§ **What is needed**
Below are the records; count how many of their lines carry "ClassicArenaDefeat" and give only the number.
[[ Data supplied, beginning ]]
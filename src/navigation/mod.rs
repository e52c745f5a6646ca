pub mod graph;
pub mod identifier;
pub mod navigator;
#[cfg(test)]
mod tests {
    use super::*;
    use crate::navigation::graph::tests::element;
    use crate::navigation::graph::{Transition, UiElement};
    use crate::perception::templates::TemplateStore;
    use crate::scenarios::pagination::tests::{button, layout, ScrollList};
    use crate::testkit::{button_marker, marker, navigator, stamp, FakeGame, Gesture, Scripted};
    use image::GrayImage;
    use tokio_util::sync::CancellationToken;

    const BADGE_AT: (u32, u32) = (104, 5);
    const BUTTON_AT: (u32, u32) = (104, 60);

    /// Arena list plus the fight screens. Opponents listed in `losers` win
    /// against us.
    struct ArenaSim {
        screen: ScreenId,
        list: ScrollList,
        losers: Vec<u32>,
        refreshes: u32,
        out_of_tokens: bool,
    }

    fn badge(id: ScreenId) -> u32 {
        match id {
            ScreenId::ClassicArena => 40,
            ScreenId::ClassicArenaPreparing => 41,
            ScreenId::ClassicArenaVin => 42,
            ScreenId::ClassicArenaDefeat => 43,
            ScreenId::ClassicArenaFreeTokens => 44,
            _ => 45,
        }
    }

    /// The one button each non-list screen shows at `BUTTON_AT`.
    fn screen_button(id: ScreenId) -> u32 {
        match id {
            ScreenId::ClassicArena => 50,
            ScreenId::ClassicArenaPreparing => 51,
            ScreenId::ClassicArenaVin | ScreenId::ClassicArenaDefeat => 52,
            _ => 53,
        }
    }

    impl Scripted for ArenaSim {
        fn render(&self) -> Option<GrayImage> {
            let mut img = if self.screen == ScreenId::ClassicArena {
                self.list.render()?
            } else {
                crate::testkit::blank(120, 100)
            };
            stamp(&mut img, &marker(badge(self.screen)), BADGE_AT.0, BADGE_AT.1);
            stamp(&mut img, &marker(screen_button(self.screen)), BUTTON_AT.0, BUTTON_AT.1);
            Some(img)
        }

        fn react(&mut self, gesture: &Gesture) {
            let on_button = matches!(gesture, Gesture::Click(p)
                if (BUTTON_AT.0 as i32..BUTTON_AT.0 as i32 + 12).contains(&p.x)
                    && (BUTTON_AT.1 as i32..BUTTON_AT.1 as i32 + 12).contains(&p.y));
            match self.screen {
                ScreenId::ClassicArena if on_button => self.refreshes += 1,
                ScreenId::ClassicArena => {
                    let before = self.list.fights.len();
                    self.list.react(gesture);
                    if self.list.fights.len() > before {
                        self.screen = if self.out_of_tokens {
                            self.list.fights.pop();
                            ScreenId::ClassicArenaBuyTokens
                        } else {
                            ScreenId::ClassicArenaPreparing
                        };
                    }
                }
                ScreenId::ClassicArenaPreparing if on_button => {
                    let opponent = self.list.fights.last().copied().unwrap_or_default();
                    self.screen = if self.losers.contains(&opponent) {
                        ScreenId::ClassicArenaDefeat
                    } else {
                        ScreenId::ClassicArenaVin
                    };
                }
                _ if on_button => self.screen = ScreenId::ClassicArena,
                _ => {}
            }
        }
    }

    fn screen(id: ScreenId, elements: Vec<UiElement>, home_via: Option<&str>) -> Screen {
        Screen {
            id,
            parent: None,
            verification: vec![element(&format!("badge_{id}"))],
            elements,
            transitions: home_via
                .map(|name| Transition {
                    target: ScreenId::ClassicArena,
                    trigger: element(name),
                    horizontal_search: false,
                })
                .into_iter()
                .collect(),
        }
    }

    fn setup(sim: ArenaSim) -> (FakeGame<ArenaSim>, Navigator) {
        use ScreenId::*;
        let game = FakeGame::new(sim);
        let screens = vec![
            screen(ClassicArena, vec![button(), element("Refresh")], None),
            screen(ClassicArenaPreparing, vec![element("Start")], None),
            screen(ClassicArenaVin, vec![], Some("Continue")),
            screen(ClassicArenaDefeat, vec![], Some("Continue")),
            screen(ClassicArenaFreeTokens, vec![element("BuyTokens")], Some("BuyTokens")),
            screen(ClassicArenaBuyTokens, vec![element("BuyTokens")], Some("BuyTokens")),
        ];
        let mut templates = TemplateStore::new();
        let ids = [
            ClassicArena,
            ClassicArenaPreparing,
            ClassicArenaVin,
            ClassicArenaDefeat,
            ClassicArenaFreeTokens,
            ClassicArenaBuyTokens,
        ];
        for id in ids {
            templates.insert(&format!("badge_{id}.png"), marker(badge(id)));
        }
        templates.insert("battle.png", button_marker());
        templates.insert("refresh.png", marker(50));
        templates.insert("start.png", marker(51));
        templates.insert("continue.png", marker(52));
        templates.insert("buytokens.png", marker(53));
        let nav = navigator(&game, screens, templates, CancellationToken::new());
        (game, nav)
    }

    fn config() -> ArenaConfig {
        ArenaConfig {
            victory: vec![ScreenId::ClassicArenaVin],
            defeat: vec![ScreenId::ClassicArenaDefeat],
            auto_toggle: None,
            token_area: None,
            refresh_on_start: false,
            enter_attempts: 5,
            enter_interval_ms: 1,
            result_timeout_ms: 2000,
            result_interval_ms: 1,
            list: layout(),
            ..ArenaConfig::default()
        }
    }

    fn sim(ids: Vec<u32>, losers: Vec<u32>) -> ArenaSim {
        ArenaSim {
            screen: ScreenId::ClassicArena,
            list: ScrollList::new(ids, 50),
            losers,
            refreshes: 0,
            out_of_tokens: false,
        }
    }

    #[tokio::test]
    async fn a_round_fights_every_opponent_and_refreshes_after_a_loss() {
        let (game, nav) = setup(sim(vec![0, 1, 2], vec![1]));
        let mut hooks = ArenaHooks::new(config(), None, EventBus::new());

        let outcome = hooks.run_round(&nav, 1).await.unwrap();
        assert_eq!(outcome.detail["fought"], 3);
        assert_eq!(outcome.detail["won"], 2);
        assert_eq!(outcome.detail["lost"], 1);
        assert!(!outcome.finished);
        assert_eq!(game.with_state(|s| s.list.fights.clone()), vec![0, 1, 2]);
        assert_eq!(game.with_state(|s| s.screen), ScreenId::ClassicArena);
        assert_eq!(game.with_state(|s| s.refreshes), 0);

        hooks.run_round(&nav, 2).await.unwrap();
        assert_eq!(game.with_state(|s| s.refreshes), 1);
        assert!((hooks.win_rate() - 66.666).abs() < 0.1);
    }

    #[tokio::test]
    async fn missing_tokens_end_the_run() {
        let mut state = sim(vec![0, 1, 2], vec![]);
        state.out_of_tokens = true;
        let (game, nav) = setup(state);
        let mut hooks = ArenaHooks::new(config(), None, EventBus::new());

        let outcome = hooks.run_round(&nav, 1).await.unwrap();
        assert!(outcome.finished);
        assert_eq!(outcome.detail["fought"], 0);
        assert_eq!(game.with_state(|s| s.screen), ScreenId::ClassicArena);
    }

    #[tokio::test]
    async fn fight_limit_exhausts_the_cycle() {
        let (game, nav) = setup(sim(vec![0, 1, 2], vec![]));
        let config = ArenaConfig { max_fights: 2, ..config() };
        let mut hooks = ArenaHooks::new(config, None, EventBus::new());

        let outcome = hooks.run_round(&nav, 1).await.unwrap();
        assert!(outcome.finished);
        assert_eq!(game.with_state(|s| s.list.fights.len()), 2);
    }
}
[[ Data supplied, end ]]
§ **Written response**
6